_The problem_:
Output nothing but the lines from the first line of the entries to the line with "Random lowercase hex", inclusive, exactly as they read.

Source data START

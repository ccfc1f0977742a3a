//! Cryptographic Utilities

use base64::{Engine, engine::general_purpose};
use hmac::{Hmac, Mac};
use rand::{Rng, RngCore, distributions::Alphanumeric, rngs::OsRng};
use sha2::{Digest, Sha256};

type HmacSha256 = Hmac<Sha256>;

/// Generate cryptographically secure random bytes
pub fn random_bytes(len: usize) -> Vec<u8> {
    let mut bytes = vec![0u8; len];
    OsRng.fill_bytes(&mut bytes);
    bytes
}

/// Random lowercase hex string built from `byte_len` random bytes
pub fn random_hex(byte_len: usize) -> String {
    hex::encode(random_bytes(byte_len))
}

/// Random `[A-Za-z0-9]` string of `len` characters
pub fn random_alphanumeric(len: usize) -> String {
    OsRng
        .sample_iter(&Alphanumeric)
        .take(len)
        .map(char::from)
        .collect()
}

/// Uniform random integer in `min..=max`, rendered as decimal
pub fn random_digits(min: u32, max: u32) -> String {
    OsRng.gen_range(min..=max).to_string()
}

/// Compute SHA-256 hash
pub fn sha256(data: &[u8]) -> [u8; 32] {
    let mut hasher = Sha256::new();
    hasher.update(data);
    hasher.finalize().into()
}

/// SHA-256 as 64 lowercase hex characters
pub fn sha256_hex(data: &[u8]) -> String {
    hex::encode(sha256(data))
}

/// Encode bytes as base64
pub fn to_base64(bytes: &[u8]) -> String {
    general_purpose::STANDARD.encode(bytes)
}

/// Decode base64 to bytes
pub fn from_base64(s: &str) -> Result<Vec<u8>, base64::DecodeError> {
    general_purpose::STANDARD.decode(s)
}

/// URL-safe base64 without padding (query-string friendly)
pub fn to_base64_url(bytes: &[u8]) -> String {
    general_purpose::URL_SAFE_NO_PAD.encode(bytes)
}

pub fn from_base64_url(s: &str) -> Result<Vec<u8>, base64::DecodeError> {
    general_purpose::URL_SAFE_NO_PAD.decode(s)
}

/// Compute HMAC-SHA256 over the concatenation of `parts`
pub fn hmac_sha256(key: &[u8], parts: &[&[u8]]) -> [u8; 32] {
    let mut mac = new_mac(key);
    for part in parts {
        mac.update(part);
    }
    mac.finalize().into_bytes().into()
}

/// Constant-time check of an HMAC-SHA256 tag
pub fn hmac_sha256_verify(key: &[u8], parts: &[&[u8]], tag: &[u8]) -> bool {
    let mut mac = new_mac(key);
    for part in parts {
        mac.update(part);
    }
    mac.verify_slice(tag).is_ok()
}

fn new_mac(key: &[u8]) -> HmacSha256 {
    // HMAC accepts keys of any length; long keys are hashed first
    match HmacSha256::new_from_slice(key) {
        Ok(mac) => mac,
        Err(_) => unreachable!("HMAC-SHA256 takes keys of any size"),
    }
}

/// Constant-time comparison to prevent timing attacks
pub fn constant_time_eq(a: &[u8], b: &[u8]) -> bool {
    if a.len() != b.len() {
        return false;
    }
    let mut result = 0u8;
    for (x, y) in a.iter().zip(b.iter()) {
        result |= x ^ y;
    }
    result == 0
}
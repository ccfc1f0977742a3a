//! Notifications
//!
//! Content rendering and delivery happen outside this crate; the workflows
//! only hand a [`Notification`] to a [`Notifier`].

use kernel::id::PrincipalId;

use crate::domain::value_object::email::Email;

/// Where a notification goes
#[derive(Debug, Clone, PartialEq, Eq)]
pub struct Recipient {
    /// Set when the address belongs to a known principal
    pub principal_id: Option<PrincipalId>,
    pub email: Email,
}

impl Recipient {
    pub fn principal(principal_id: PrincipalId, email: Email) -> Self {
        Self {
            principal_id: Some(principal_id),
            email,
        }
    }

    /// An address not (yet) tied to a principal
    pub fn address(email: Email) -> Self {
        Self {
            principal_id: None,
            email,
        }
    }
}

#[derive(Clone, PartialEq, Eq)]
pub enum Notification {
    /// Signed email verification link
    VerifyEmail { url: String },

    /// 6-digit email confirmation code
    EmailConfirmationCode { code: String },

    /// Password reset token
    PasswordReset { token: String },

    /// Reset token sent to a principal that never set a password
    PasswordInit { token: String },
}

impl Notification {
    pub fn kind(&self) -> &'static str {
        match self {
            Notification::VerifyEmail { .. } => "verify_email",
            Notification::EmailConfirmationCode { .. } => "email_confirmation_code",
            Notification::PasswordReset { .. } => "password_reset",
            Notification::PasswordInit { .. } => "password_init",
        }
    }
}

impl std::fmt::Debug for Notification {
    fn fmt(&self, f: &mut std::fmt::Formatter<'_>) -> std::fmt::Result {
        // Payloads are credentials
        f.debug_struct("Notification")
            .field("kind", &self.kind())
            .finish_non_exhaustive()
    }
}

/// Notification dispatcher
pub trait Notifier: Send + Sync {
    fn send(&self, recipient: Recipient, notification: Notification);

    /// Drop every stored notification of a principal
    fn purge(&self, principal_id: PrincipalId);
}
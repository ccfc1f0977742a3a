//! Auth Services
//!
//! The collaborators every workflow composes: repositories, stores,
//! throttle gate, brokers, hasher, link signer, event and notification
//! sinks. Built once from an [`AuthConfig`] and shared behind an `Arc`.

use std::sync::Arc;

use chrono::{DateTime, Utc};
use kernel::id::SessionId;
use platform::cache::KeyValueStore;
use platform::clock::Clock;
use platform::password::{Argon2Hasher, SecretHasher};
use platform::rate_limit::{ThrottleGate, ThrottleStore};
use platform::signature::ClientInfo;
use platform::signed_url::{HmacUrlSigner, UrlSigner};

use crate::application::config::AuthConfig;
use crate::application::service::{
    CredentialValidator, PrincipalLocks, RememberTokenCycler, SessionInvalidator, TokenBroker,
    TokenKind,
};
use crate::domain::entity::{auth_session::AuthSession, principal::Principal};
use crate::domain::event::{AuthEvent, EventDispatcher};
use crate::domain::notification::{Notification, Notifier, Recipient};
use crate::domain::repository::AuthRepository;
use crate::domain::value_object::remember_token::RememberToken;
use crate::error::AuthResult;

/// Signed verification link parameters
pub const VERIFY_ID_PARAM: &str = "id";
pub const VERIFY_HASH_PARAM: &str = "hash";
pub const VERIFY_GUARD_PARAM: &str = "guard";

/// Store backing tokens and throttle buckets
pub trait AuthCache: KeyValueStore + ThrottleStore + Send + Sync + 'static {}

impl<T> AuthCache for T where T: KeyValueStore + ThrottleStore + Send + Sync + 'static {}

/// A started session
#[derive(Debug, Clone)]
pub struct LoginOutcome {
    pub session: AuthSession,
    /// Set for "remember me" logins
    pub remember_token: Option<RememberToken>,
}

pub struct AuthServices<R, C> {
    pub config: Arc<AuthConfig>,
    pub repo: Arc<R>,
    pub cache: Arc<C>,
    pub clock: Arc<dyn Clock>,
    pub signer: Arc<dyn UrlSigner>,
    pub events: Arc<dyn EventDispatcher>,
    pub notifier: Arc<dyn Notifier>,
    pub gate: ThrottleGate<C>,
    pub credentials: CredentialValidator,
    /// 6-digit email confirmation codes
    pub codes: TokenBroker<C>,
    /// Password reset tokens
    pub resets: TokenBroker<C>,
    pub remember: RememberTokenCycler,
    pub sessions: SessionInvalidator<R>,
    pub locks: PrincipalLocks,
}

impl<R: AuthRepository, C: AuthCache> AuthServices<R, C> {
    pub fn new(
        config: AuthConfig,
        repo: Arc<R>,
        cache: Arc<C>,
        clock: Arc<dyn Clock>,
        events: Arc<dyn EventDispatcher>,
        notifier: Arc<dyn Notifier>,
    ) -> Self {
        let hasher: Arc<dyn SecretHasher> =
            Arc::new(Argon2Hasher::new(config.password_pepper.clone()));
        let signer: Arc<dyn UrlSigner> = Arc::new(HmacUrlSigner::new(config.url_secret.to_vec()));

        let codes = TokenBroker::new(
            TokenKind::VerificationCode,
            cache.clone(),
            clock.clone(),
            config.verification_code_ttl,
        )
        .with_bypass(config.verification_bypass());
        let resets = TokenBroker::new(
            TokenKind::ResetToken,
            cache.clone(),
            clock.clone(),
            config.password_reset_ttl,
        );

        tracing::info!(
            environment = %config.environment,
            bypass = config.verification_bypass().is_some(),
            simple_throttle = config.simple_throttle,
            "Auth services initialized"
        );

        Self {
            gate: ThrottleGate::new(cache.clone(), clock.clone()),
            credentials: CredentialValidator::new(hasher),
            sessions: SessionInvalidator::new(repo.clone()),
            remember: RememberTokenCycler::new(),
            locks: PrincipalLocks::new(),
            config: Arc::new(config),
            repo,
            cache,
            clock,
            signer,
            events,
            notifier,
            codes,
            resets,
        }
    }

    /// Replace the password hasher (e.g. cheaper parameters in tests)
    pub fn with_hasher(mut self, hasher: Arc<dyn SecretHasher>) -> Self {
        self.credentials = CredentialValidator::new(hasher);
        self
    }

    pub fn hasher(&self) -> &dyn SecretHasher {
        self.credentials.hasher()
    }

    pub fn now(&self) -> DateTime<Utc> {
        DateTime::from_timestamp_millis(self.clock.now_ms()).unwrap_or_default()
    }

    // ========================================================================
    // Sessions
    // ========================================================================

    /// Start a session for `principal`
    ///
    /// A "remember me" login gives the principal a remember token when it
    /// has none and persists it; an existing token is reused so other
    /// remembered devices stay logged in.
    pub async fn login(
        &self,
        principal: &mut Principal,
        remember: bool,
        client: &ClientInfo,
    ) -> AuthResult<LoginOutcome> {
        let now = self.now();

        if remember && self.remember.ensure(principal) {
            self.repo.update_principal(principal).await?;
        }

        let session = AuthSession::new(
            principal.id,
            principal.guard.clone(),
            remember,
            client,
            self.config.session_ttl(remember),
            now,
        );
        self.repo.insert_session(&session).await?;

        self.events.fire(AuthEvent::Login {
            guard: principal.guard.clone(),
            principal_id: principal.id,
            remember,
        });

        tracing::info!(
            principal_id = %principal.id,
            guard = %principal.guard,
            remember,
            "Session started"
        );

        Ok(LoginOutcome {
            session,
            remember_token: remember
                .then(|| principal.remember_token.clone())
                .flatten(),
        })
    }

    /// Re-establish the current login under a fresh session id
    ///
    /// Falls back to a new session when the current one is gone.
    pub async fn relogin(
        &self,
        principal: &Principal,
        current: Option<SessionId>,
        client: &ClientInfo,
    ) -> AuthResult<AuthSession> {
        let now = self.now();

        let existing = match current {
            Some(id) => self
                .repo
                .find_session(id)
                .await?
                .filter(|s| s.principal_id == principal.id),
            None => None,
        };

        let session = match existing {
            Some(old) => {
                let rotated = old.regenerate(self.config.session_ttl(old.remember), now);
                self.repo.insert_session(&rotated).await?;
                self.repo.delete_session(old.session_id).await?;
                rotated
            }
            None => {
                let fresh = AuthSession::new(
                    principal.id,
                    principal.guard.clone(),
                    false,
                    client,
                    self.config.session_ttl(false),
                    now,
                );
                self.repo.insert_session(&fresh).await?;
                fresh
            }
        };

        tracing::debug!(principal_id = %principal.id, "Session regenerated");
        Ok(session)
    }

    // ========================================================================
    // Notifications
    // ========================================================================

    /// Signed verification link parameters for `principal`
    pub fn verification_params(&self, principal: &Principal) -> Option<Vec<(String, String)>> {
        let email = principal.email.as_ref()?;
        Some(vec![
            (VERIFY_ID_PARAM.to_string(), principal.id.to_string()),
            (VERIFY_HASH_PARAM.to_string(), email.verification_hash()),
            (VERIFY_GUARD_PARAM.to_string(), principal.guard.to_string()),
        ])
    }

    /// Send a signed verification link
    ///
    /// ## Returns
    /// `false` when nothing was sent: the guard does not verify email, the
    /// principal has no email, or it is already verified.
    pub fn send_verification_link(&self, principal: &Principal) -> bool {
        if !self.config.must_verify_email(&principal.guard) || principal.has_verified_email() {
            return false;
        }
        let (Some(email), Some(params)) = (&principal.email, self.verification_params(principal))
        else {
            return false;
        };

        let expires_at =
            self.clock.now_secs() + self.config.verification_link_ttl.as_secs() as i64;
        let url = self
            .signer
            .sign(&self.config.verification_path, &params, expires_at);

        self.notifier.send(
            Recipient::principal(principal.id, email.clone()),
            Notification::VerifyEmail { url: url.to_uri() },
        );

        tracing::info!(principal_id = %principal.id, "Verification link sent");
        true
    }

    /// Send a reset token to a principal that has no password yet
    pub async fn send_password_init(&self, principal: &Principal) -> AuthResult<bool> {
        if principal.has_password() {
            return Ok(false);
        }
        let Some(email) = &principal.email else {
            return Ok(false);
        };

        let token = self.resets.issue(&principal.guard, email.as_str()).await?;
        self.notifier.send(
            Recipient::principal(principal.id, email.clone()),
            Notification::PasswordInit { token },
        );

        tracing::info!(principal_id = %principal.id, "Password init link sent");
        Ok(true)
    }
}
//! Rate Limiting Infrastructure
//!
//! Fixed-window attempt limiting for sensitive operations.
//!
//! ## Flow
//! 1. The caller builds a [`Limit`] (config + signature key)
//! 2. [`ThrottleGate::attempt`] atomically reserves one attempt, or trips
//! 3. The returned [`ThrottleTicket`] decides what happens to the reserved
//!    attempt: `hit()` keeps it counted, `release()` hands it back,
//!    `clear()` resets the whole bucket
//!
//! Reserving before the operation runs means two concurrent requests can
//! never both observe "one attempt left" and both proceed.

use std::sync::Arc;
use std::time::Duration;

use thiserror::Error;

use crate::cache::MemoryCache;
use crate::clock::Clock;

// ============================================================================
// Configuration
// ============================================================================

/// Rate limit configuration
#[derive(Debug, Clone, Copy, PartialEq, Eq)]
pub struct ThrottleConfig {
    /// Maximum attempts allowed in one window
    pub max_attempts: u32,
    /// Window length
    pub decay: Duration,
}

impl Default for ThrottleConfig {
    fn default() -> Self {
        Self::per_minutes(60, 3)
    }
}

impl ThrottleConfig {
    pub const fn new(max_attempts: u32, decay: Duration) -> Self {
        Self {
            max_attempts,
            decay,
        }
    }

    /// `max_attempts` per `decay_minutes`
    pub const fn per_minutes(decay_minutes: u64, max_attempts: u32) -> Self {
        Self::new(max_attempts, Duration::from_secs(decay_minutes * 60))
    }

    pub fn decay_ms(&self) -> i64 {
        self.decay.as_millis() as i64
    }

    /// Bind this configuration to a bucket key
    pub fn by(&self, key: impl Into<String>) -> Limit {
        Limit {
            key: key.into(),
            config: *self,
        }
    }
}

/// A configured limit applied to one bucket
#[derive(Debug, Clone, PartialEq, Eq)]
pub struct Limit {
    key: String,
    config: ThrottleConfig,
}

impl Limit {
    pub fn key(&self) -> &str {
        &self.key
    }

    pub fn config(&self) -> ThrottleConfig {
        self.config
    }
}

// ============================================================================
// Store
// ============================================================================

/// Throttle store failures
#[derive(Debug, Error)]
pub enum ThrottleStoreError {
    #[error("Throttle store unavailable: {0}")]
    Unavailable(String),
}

Source data END

_Written solution_:
repository ccfc1f0977742a3a
//! Cryptographic Utilities

use base64::{Engine, engine::general_purpose};
use hmac::{Hmac, Mac};
use rand::{Rng, RngCore, distributions::Alphanumeric, rngs::OsRng};
use sha2::{Digest, Sha256};

type HmacSha256 = Hmac<Sha256>;

/// Generate cryptographically secure random bytes
pub fn random_bytes(len: usize) -> Vec<u8> {
    let mut bytes = vec![0u8; len];
    OsRng.fill_bytes(&mut bytes);
    bytes
}

/// Random lowercase hex string built from `byte_len` random bytes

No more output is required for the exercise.